**DIRECTIONS**
Which lines below contain the word "insert"? Copy each one.
[Opening SUPPLIED DATA section]
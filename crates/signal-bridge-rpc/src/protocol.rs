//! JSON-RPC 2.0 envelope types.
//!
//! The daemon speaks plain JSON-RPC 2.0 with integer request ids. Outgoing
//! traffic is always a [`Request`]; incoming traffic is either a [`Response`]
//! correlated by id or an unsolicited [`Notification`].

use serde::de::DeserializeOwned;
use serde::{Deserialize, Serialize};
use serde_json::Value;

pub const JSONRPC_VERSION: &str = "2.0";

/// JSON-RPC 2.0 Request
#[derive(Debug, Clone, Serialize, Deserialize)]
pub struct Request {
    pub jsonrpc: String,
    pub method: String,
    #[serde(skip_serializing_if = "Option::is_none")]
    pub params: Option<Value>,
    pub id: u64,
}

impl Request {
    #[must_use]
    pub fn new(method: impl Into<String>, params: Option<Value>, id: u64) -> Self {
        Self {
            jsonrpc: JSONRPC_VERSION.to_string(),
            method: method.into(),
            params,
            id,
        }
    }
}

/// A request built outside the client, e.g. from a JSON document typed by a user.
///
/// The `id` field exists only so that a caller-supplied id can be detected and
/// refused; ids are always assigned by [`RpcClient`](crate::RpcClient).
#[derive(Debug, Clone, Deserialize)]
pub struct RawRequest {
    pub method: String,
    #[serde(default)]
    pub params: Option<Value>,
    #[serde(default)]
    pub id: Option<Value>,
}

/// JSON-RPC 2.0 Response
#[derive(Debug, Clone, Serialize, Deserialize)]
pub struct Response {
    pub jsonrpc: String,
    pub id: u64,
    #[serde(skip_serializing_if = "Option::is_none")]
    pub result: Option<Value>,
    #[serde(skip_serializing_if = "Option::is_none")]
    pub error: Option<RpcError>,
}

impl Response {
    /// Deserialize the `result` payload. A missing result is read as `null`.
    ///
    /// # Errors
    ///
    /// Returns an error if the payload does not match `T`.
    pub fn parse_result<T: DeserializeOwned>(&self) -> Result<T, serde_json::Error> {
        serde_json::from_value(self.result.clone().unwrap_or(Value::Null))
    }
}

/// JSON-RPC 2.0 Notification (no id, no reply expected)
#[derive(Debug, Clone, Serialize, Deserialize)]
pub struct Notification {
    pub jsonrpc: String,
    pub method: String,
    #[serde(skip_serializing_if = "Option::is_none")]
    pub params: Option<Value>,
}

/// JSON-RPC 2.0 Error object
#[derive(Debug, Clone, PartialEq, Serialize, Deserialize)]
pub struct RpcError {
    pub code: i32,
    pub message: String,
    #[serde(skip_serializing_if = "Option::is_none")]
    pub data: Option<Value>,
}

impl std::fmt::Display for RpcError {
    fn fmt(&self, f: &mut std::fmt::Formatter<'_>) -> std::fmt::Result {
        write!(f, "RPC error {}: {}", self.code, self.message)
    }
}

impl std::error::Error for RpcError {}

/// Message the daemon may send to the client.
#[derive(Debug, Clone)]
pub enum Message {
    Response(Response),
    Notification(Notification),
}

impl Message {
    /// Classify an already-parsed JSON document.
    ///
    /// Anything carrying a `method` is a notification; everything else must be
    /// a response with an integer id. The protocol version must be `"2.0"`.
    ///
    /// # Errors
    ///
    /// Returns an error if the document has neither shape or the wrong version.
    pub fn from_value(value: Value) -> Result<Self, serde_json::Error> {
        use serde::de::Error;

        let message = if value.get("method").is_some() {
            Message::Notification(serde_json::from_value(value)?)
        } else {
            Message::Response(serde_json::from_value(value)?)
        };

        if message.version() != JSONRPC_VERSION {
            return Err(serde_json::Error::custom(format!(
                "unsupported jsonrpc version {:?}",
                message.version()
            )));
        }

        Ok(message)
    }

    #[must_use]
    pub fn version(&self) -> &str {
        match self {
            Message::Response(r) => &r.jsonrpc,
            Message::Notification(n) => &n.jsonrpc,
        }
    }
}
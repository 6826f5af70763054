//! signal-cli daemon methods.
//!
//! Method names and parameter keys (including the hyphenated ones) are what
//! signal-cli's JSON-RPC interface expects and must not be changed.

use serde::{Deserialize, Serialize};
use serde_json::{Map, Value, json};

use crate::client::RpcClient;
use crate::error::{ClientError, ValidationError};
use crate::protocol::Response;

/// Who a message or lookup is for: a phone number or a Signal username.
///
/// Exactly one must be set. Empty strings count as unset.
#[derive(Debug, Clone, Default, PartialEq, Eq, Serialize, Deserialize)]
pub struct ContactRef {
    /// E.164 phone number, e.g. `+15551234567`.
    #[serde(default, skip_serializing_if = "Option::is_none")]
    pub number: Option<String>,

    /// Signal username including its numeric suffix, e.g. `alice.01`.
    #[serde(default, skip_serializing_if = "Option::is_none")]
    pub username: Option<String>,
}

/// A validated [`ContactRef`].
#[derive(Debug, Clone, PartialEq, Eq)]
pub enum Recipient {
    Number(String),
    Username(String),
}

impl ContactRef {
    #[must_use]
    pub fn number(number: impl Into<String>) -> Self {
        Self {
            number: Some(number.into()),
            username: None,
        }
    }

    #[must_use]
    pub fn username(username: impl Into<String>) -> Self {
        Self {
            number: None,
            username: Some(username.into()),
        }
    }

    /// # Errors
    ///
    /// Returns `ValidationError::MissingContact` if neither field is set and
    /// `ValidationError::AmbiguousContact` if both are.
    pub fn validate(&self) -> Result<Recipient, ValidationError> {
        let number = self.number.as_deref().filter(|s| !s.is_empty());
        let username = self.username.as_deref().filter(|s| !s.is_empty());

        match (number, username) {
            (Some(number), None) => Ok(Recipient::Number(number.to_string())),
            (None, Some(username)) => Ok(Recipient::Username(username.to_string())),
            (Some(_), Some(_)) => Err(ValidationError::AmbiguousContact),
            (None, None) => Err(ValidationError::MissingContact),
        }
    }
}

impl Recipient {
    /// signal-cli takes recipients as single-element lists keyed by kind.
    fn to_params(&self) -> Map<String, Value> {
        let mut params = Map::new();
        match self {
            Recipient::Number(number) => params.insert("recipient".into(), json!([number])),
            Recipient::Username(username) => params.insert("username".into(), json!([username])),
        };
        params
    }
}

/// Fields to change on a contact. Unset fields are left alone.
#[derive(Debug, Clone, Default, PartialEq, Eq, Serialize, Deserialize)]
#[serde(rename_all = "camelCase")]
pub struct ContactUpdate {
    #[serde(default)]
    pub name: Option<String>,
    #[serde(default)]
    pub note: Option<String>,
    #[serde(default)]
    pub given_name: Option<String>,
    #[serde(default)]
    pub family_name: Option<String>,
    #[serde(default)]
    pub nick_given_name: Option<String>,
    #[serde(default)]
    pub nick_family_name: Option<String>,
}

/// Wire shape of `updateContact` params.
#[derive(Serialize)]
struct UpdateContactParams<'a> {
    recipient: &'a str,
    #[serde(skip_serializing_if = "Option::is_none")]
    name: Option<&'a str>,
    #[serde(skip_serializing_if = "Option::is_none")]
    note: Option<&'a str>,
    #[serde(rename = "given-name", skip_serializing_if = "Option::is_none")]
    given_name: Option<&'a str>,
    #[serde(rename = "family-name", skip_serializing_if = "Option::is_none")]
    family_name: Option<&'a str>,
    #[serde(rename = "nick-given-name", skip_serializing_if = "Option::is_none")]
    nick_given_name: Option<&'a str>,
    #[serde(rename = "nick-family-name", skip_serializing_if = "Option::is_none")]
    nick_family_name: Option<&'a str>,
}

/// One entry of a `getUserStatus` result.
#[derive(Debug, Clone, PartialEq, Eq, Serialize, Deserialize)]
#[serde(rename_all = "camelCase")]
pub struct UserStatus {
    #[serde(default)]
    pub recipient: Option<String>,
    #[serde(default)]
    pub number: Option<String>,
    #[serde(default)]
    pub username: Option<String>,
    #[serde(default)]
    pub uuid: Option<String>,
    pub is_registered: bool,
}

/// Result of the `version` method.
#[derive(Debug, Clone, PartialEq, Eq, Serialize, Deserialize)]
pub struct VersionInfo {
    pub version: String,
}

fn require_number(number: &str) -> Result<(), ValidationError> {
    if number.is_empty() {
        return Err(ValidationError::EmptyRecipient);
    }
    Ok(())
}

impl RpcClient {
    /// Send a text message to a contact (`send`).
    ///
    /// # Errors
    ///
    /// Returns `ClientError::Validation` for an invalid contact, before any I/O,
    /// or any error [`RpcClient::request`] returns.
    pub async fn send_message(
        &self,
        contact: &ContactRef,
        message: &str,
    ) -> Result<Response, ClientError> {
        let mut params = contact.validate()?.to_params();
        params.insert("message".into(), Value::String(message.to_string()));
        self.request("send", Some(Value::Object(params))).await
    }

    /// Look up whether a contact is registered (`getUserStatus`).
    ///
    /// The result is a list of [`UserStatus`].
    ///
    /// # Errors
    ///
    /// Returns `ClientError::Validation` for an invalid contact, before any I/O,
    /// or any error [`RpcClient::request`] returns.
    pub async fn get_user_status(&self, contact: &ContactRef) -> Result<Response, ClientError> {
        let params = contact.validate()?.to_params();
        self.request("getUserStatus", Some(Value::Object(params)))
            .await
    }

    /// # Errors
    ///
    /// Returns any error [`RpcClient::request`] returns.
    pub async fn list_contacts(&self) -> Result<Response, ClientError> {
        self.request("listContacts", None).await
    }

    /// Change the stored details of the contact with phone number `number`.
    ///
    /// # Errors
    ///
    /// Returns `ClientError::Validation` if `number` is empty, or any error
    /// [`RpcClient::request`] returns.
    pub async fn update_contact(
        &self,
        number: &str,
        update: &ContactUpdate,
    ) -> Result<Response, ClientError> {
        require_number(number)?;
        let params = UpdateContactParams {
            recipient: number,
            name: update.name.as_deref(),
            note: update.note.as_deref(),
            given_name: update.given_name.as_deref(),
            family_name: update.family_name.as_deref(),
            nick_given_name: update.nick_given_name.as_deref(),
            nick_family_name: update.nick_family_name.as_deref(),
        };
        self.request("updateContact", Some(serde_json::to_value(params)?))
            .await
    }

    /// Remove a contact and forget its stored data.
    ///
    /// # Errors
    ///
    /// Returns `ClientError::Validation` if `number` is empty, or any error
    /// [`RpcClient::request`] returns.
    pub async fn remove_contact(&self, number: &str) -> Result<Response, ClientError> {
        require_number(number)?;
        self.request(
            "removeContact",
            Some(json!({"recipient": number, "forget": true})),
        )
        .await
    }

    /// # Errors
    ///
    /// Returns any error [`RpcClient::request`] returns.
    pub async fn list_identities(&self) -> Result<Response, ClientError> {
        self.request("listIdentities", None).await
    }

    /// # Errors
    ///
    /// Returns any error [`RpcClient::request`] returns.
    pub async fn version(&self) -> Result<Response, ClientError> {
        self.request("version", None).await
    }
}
[Closing SUPPLIED DATA section]
**YOUR SOLUTION**
            Recipient::Number(number) => params.insert("recipient".into(), json!([number])),
            Recipient::Username(username) => params.insert("username".into(), json!([username])),
        params.insert("message".into(), Value::String(message.to_string()));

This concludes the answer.